As the Williams Ultimate Frisbee Organization (WUFO) heads into the spring season, it celebrates its 40th anniversary. The team hopes to build on its past tradition of success this season, as it works towards its ultimate goal – qualifying for and succeeding at Nationals.
Founded in 1977, WUFO is one of the oldest intercollegiate ultimate clubs in the nation and boasts a rich history of success on the national stage.
“It’s really cool that we’ve been around for that long,” WUFO President Jeff Sload ’17 said. “We’re definitely one of the longer-running ultimate organizations on the college scene.”
Sload also credited the club’s long tenure for the creation of an active alumni community. “We have so many alums who are incredibly supportive of everyone,” he said. “We’re all over the place, and we’ll bump into WUFO alums, who will be hyped to see us.”
The club is coed, and it is roughly divided between three teams: the men’s “A” team, the women’s “A” team (La WUFA) and the coed open “B” team. Christine Reed ’17, Lane Davis ’17 and Haley Lescinsky ’18 are tri-captains of La WUFA. “We compete against other women’s teams in New England and also nationally,” Reed said.
The team has both a fall and a spring season, with the most competitive Regional and National Championships taking place in the spring. Fall tournaments do not factor into qualification for Regionals and Nationals, allowing the team to focus on development. Sload said that many younger members of the team have not played ultimate before arriving at the College.
“The fall is really about developing newer players,” he said. “Ultimate is really interesting in that there’s this cadence to the season of bringing rookies onboard, teaching them the game in the fall and then incorporating them more in the roster.”
The men’s and women’s teams play in several tournaments, including the Purple Valley fall tournament, which is held annually at the College in October each year. This past year, the tournament featured teams from Dartmouth, the University of Vermont, Amherst, Middlebury and the University of Connecticut. Reed described the competition as a one-day tournament with beautiful weather and competion against rival programs.

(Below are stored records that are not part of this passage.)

//! Utility functions and helpers for the subspace-uq library.

pub mod matrix_convert;
pub mod parallel;

// Re-export commonly used utilities
pub use matrix_convert::{nalgebra_to_ndarray, ndarray_to_nalgebra};

pub use parallel::{evaluate_batch, map_replicates};
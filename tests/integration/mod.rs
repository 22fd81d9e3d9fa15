//! Integration tests for the subspace-uq library
//!
//! These tests check the linear algebra contracts the subspace algorithms rely
//! on, and reduced models driven through the sampling interface.

pub mod linear_algebra;
pub mod reduced_model;
//! Reduced-model tests that exercise sampling, building and evaluation together.

use std::sync::Arc;

use approx::assert_relative_eq;
use ndarray::{arr1, arr2, Array2};
use subspace_uq::model::{ActiveSet, ClosureModel, FullSpaceModel};
use subspace_uq::sampling::{DaceSampler, MonteCarloSampler};
use subspace_uq::subspace::{CoordinateFrame, SubspaceRotationModel};
use subspace_uq::{ReducedModel, SubspaceError, UncertainVariables};

fn quadratic_model() -> ClosureModel {
    // f(x) = x0^2 + x0 x1 + 2 x1, with exact gradient and Hessian
    ClosureModel::new(2, 1, |x| arr1(&[x[0] * x[0] + x[0] * x[1] + 2.0 * x[1]]))
        .with_gradients(|x| arr2(&[[2.0 * x[0] + x[1]], [x[0] + 2.0]]))
        .with_hessians(|_| vec![arr2(&[[2.0, 1.0], [1.0, 0.0]])])
}

fn rotated(frame: CoordinateFrame) -> Arc<SubspaceRotationModel> {
    let s = 1.0 / 2f64.sqrt();
    let rotation = arr2(&[[s, -s], [s, s]]);
    let variables = UncertainVariables::independent_normals(&[1.0, 1.0], &[1.0, 2.0]).unwrap();
    Arc::new(SubspaceRotationModel::new(rotation, 1, &variables, frame).unwrap())
}

#[test]
fn test_reduced_model_is_sampled_like_any_model() {
    let reduced = ReducedModel::with_rotation(quadratic_model(), rotated(CoordinateFrame::Physical)).unwrap();
    let reduced_vars = UncertainVariables::standard_normals(reduced.num_variables()).unwrap();
    let mut sampler = MonteCarloSampler::new(reduced_vars, 8, Some(3)).unwrap();
    let batch = sampler
        .run(&reduced, ActiveSet::VALUES | ActiveSet::GRADIENTS)
        .unwrap();

    assert_eq!(batch.len(), 8);
    for (j, response) in &batch.responses {
        let y = batch.samples.column(*j).to_owned();
        let x = reduced.to_full(&y).unwrap();
        let expected = quadratic_model().evaluate(&x, ActiveSet::VALUES).unwrap();
        assert_relative_eq!(response.values().unwrap()[0], expected.values().unwrap()[0], epsilon = 1e-12);
        assert_eq!(response.gradients().unwrap().dim(), (1, 1));
    }
}

#[test]
fn test_hessians_follow_the_congruence_transform() {
    for frame in [CoordinateFrame::Physical, CoordinateFrame::Standardized] {
        let rotation = rotated(frame);
        let reduced = ReducedModel::with_rotation(quadratic_model(), Arc::clone(&rotation)).unwrap();
        let response = reduced.evaluate(&arr1(&[0.25]), ActiveSet::HESSIANS).unwrap();

        // J = diag(scale) A with the scale implied by the frame
        let scale = match frame {
            CoordinateFrame::Physical => arr1(&[1.0, 1.0]),
            CoordinateFrame::Standardized => arr1(&[1.0, 2.0]),
        };
        let mut jacobian = rotation.active_basis().to_owned();
        for (mut row, s) in jacobian.rows_mut().into_iter().zip(scale.iter()) {
            row *= *s;
        }
        let hessian = arr2(&[[2.0, 1.0], [1.0, 0.0]]);
        let expected: Array2<f64> = jacobian.t().dot(&hessian).dot(&jacobian);
        assert_relative_eq!(response.hessians().unwrap()[0][[0, 0]], expected[[0, 0]], epsilon = 1e-12);
    }
}

#[test]
fn test_late_initialization() {
    let mut reduced = ReducedModel::new(quadratic_model());
    assert!(matches!(reduced.rotation(), Err(SubspaceError::Uninitialized(_))));
    assert!(reduced.to_full(&arr1(&[0.0])).is_err());

    reduced.initialize(rotated(CoordinateFrame::Physical)).unwrap();
    assert!(reduced.is_initialized());
    let x = reduced.to_full(&arr1(&[0.0])).unwrap();
    // at y = 0 only the frozen inactive component remains: (1, 1) lies on the
    // active direction, so x collapses to the origin
    assert_relative_eq!(x[0], 0.0, epsilon = 1e-12);
    assert_relative_eq!(x[1], 0.0, epsilon = 1e-12);
}
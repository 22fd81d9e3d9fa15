//! # Dense Linear Algebra Kernel
//!
//! Thin wrappers around nalgebra's dense factorizations (SVD, symmetric eigen,
//! QR, Cholesky, LU determinant) working on ndarray storage. The wrappers pin down the
//! contracts the subspace algorithms depend on:
//!
//! - singular values and eigenvalues come back in descending order, with their
//!   vectors permuted to match;
//! - the left singular basis is always the full `n x n` orthogonal matrix, even
//!   when the input has fewer columns than rows, so that it can be partitioned
//!   into active and inactive blocks;
//! - inputs are taken by reference and never modified.

use nalgebra::{DMatrix, SymmetricEigen, SVD};
use ndarray::{Array1, Array2, ArrayView2};

use crate::error::{Result, SubspaceError};
use crate::utils::{nalgebra_to_ndarray, ndarray_to_nalgebra};

/// Singular value decomposition `A = U diag(s) V^T`.
#[derive(Debug, Clone)]
pub struct SvdResult {
    /// Full left singular basis, `nrows x nrows`, columns ordered like `singular_values`
    pub left_singular_vectors: Array2<f64>,

    /// Singular values in descending order, `min(nrows, ncols)` of them
    pub singular_values: Array1<f64>,

    /// Leading right singular vectors as rows, `min(nrows, ncols) x ncols`
    pub right_singular_vectors_t: Array2<f64>,
}

/// Compute the SVD of `matrix`.
///
/// Matrices with fewer columns than rows are padded with zero columns before
/// factoring; the padding only contributes zero singular values, which are
/// dropped, but it makes nalgebra return a complete left basis.
pub fn svd(matrix: ArrayView2<'_, f64>) -> Result<SvdResult> {
    let (nrows, ncols) = matrix.dim();
    let k = nrows.min(ncols);

    if nrows == 0 || ncols == 0 {
        return Ok(SvdResult {
            left_singular_vectors: Array2::eye(nrows),
            singular_values: Array1::zeros(0),
            right_singular_vectors_t: Array2::zeros((0, ncols)),
        });
    }
    if matrix.iter().any(|v| !v.is_finite()) {
        return Err(SubspaceError::LinearAlgebra(
            "SVD input contains non-finite entries".to_string(),
        ));
    }

    let padded_cols = ncols.max(nrows);
    let mut padded = DMatrix::<f64>::zeros(nrows, padded_cols);
    for ((i, j), v) in matrix.indexed_iter() {
        padded[(i, j)] = *v;
    }

    let decomposition = SVD::new(padded, true, true);
    let u = decomposition
        .u
        .ok_or_else(|| SubspaceError::LinearAlgebra("SVD did not produce U".to_string()))?;
    let v_t = decomposition
        .v_t
        .ok_or_else(|| SubspaceError::LinearAlgebra("SVD did not produce V^T".to_string()))?;
    let values = decomposition.singular_values;

    let order = descending_order(values.as_slice());

    let left = Array2::from_shape_fn((nrows, nrows), |(i, j)| u[(i, order[j])]);
    let singular_values = Array1::from_iter(order.iter().take(k).map(|&idx| values[idx]));
    let right_t = Array2::from_shape_fn((k, ncols), |(i, j)| v_t[(order[i], j)]);

    Ok(SvdResult {
        left_singular_vectors: left,
        singular_values,
        right_singular_vectors_t: right_t,
    })
}

/// Maximum absolute row sum.
pub fn infinity_norm(matrix: ArrayView2<'_, f64>) -> f64 {
    matrix
        .rows()
        .into_iter()
        .map(|row| row.iter().map(|v| v.abs()).sum::<f64>())
        .fold(0.0, f64::max)
}

/// Threshold below which a singular value of `matrix` is numerically zero:
/// `||matrix||_inf * machine_epsilon`.
pub fn numerical_rank_threshold(matrix: ArrayView2<'_, f64>) -> f64 {
    infinity_norm(matrix) * f64::EPSILON
}

/// Frobenius norm.
pub fn frobenius_norm(matrix: ArrayView2<'_, f64>) -> f64 {
    matrix.iter().map(|v| v * v).sum::<f64>().sqrt()
}

/// Eigen-decomposition of a symmetric matrix, eigenvalues descending.
pub fn symmetric_eigen(matrix: ArrayView2<'_, f64>) -> Result<(Array1<f64>, Array2<f64>)> {
    let (n, m) = matrix.dim();
    if n != m {
        return Err(SubspaceError::DimensionMismatch(format!(
            "Symmetric eigen-decomposition needs a square matrix, got {}x{}",
            n, m
        )));
    }
    if n == 0 {
        return Ok((Array1::zeros(0), Array2::zeros((0, 0))));
    }

    let eigen = SymmetricEigen::new(ndarray_to_nalgebra(matrix));
    let order = descending_order(eigen.eigenvalues.as_slice());
    let values = Array1::from_iter(order.iter().map(|&idx| eigen.eigenvalues[idx]));
    let vectors = Array2::from_shape_fn((n, n), |(i, j)| eigen.eigenvectors[(i, order[j])]);
    Ok((values, vectors))
}

/// Determinant of a square matrix.
pub fn determinant(matrix: ArrayView2<'_, f64>) -> Result<f64> {
    let (n, m) = matrix.dim();
    if n != m {
        return Err(SubspaceError::DimensionMismatch(format!(
            "Determinant needs a square matrix, got {}x{}",
            n, m
        )));
    }
    if n == 0 {
        return Ok(1.0);
    }
    Ok(ndarray_to_nalgebra(matrix).determinant())
}

/// Lower Cholesky factor `L` with `A = L L^T`.
///
/// Only the lower triangle of `matrix` is read; a matrix that is not positive
/// definite is a linear algebra error.
pub fn cholesky_lower(matrix: ArrayView2<'_, f64>) -> Result<Array2<f64>> {
    let (n, m) = matrix.dim();
    if n != m {
        return Err(SubspaceError::DimensionMismatch(format!(
            "Cholesky needs a square matrix, got {}x{}",
            n, m
        )));
    }
    let factor = ndarray_to_nalgebra(matrix).cholesky().ok_or_else(|| {
        SubspaceError::LinearAlgebra("matrix is not positive definite".to_string())
    })?;
    Ok(nalgebra_to_ndarray(&factor.l()))
}

/// Orthonormal basis for the column space of a square, full-rank matrix via QR.
///
/// Column `j` of the result spans the same flag as the first `j + 1` columns
/// of the input; signs are fixed so the diagonal of `R` is non-negative.
pub fn qr_orthonormal_columns(matrix: ArrayView2<'_, f64>) -> Result<Array2<f64>> {
    let (n, m) = matrix.dim();
    if n < m {
        return Err(SubspaceError::DimensionMismatch(format!(
            "QR orthonormalization needs at least as many rows as columns, got {}x{}",
            n, m
        )));
    }

    let qr = ndarray_to_nalgebra(matrix).qr();
    let mut q = qr.q();
    let r = qr.r();
    for j in 0..m {
        if r[(j, j)].abs() <= f64::EPSILON * (n as f64) {
            return Err(SubspaceError::LinearAlgebra(format!(
                "QR orthonormalization: column {} is linearly dependent",
                j
            )));
        }
        if r[(j, j)] < 0.0 {
            for i in 0..n {
                q[(i, j)] = -q[(i, j)];
            }
        }
    }
    Ok(nalgebra_to_ndarray(&q))
}

/// Orthonormalize the rows of `rows` in order with modified Gram-Schmidt,
/// skipping rows whose remainder norm falls below `tol` times their original
/// norm. Stops once `max_rows` rows are accepted.
pub fn orthonormalize_rows(rows: ArrayView2<'_, f64>, tol: f64, max_rows: usize) -> Array2<f64> {
    let ncols = rows.ncols();
    let mut accepted: Vec<Array1<f64>> = Vec::new();

    for row in rows.rows() {
        if accepted.len() >= max_rows {
            break;
        }
        let norm0 = row.dot(&row).sqrt();
        if norm0 == 0.0 {
            continue;
        }
        let mut v = row.to_owned();
        // two passes keep the basis orthogonal to working precision
        for _ in 0..2 {
            for q in &accepted {
                let proj = q.dot(&v);
                v.scaled_add(-proj, q);
            }
        }
        let norm = v.dot(&v).sqrt();
        if norm > tol * norm0 {
            v /= norm;
            accepted.push(v);
        }
    }

    let mut out = Array2::zeros((accepted.len(), ncols));
    for (i, q) in accepted.iter().enumerate() {
        out.row_mut(i).assign(q);
    }
    out
}

/// Minimum-norm least-squares solution of `a * x = b` via SVD.
pub fn least_squares(a: ArrayView2<'_, f64>, b: ArrayView2<'_, f64>) -> Result<Array2<f64>> {
    if a.nrows() != b.nrows() {
        return Err(SubspaceError::DimensionMismatch(format!(
            "Least squares: {} equations but {} right-hand-side rows",
            a.nrows(),
            b.nrows()
        )));
    }
    if a.ncols() == 0 {
        return Ok(Array2::zeros((0, b.ncols())));
    }

    let a_na = ndarray_to_nalgebra(a);
    let b_na = ndarray_to_nalgebra(b);
    let eps = a_na.iter().fold(0.0f64, |m, v| m.max(v.abs()))
        * f64::EPSILON
        * (a.nrows().max(a.ncols()) as f64);
    let solution = SVD::new(a_na, true, true)
        .solve(&b_na, eps)
        .map_err(|e| SubspaceError::LinearAlgebra(format!("Least squares solve failed: {}", e)))?;
    Ok(nalgebra_to_ndarray(&solution))
}

fn descending_order(values: &[f64]) -> Vec<usize> {
    let mut order: Vec<usize> = (0..values.len()).collect();
    order.sort_by(|&a, &b| {
        values[b]
            .partial_cmp(&values[a])
            .unwrap_or(std::cmp::Ordering::Equal)
    });
    order
}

“It serves the function as being one of the first times the team is able to play together,” Lescinsky added.
While the fall season is focused on development, the spring season is focused on competing at the highest level at tournaments and end-of-season competitions.
La WUFA has traditionally been a Div. III powerhouse, consistently representing the College at Nationals. Last year, the women were seeded No. 1 overall and reached the quarterfinals. This year, they hope to build on their success.
“Our end goal for the season is to do really well at Sectionals, Regionals and Nationals, which are like the playoffs,” Reed said. “We host both Sectionals and Regionals, so that’s really nice. In past years we’ve done really well at both.”
The men look to build upon the work they have done over the fall and Winter Study to compete well at the upcoming tournaments. Two weeks ago, the men defeated Ohio State and George Washington in the season’s inaugural tournament, impressive victories which bode well for the rest of the season.
Both teams will embark on a spring break trip to South Carolina, where they will play two important tournaments near the end of the season. Rankings determined from the tournaments in the spring determine the team’s seeding for Sectionals, Regionals and Nationals. After a slightly disappointing finish to last season, which ended without a bid to Nationals, the men hope to improve their results this year, Sload said.
WUFO’s influence on campus includes more than just its on-field results. The club has helped to increase the popularity of ultimate on campus and has created avenues for those interested in becoming involved in the sport.
“Ultimate is definitely up and coming,” Lescinsky said.
“More than anything, WUFO is a group of people who love hanging out together and we play a lot more Frisbee than I think a lot of people realize,” Sload said. “A huge component of WUFO as an organization is about having fun and being with people that you love.”
Still, he stressed that the men’s and women’s A teams have been remarkably successful. “We’re competitive with the top 10 teams in the country, and we work really hard to make sure that we’re always competitive to get to Nationals and do our best there.”